Clare is the curator of the Art & Historical Collections at University of Ballarat, director Ballarat Heritage Services,genealogist & consulting historian with an interest in pre-1900 non-English speakers in Australia. She started delving into family history as a teenager and hasn’t stopped since. Connections to items made and used by her goldfields Italian family fostered an interest into non-English speakers in Australia and New Zealand before 1900. She is also interested in the impact of being part of a minority group in early Australian Communities. Clare is interested in storytelling through artefacts, and uncovering information ‘lost’ in records. She curated the permanent Camp to City exhibition at the Castlemaine Art Gallery and Historical Museum, and was involved with the Wine, Water and Stone exhibition at Melbourne’s Immigration Museum.  Clare has authored a number of well received books including Bullboar, Macaroni and Mineral Water: Spa Countries Swiss & Italian Story, Directory and Bibliography of Swiss and Italian Settlers in Australasia, and co-authored the award winning Eureka Encyclopaedia.
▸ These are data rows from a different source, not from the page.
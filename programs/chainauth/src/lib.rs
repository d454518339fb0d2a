//! Cross-chain signature verification for Solana
//!
//! Proves that an Ethereum-style (secp256k1) or WebAuthn-style
//! (secp256r1/P-256) signature was produced by a specific external key,
//! without doing any curve math on-chain: the caller places the platform's
//! native signature-verification instruction in the same transaction, and
//! this program introspects it through the instructions sysvar to confirm
//! it commits to exactly the expected key, signature and canonical message.
//!
//! Payloads larger than one transaction travel through the chunked storage
//! protocol: a PDA per `(owner, dataset_id)` accumulates bounded chunks
//! tagged with a dataset-wide SHA-256 hash, retrieved and reassembled by
//! the client.

use anchor_lang::prelude::*;

pub mod error;
pub mod instructions;
pub mod precompile;
pub mod state;

#[cfg(test)]
mod tests;

use instructions::*;
use state::DataMetadata;

declare_id!("Fg6PaFpoGXkYsidMpWTK6W2BeZ7FEfcYkg476zPFsLnS");

#[program]
pub mod chainauth {
    use super::*;

    /// Verifies an Ethereum personal-sign signature against a 20-byte
    /// address. Requires a matching Keccak-secp256k1 instruction earlier
    /// in the transaction; returns the verdict as a boolean rather than
    /// erroring on a well-formed but non-matching payload.
    pub fn verify_ethereum_signature(
        ctx: Context<VerifyEthereumSignature>,
        eth_data: EthereumValidationData,
        eth_address: String,
    ) -> Result<bool> {
        instructions::verify_ethereum::verify_ethereum_signature(ctx, eth_data, eth_address)
    }

    /// Verifies a WebAuthn assertion signature against a compressed P-256
    /// public key. Requires a matching Secp256r1SigVerify instruction
    /// earlier in the transaction.
    pub fn verify_webauthn_signature(
        ctx: Context<VerifyWebauthnSignature>,
        webauthn_data: WebauthnValidationData,
        compressed_public_key: String,
    ) -> Result<bool> {
        instructions::verify_webauthn::verify_webauthn_signature(
            ctx,
            webauthn_data,
            compressed_public_key,
        )
    }

    /// Allocates the chunk storage account for a dataset and writes
    /// chunk 0.
    pub fn init_storage(
        ctx: Context<InitStorage>,
        dataset_id: [u8; 32],
        total_chunks: u32,
        dataset_hash: [u8; 32],
        chunk: Vec<u8>,
    ) -> Result<()> {
        instructions::init_storage::init_storage(ctx, dataset_id, total_chunks, dataset_hash, chunk)
    }

    /// Writes one chunk into an already-allocated dataset. The metadata
    /// arguments must match what was recorded at init.
    pub fn store_chunk(
        ctx: Context<StoreChunk>,
        dataset_id: [u8; 32],
        chunk_index: u32,
        total_chunks: u32,
        dataset_hash: [u8; 32],
        chunk: Vec<u8>,
    ) -> Result<()> {
        instructions::store_chunk::store_chunk(
            ctx,
            dataset_id,
            chunk_index,
            total_chunks,
            dataset_hash,
            chunk,
        )
    }

    /// Returns the exact bytes stored at `chunk_index`.
    pub fn retrieve_chunk(ctx: Context<RetrieveChunk>, chunk_index: u32) -> Result<Vec<u8>> {
        instructions::retrieve_chunk::retrieve_chunk(ctx, chunk_index)
    }

    /// Returns the dataset's recorded metadata and upload progress.
    pub fn get_data_metadata(ctx: Context<GetDataMetadata>) -> Result<DataMetadata> {
        instructions::get_data_metadata::get_data_metadata(ctx)
    }

    /// Reclaims the storage account. The protocol does not track read
    /// completion; callers must finish retrieving before closing.
    pub fn close_storage(ctx: Context<CloseStorage>) -> Result<()> {
        instructions::close_storage::close_storage(ctx)
    }
}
Since the early 1970s Australia has been described as a multicultural society with many believing this to be a post war phenomenon. When delving into goldfields ancestry it quickly becomes obvious that goldseekers arrived from all corners of the globe, and spoke many differing languages. This talk will delve into some experiences of non-English speakers on the Victorian goldfields and will describe how they overcame a ‘confusion of tongues’ during their first years in Australia. Using examples of difficulties add successes experienced by Italian speakers on the Jim Crow (Daylesford), it can easily be assumed that other non-English speaking minority groups would have undergone similar encounters.

Lisa Gervasoni

Lisa G cropHidden Perspectives through Maps: New and Traditional Sources to Locate your Ancestors & their Homes

Lisa Gervasoni is the Coordinator of Strategic Planning at Moorabool Shire Council, an Executive Committee Member of Australia ICOMOS and is member of the Committee of the Daylesford and District Historical Society, the Hepburn Shire Heritage Advisory Committee and the Wombat Hill Botanic Gardens Advisory Committee.  Lisa has been inducted into the Hepburn Women’s Honour Roll, received State and National Planning Awards and has been involved in many heritage studies and processes to provide statutory protection of places.  She has curated two history exhibitions in the Warrnambool Art Gallery and her photographs have been displayed in the Warrnambool Art Gallery, the Newcastle Art Gallery and the Museum of Sydney.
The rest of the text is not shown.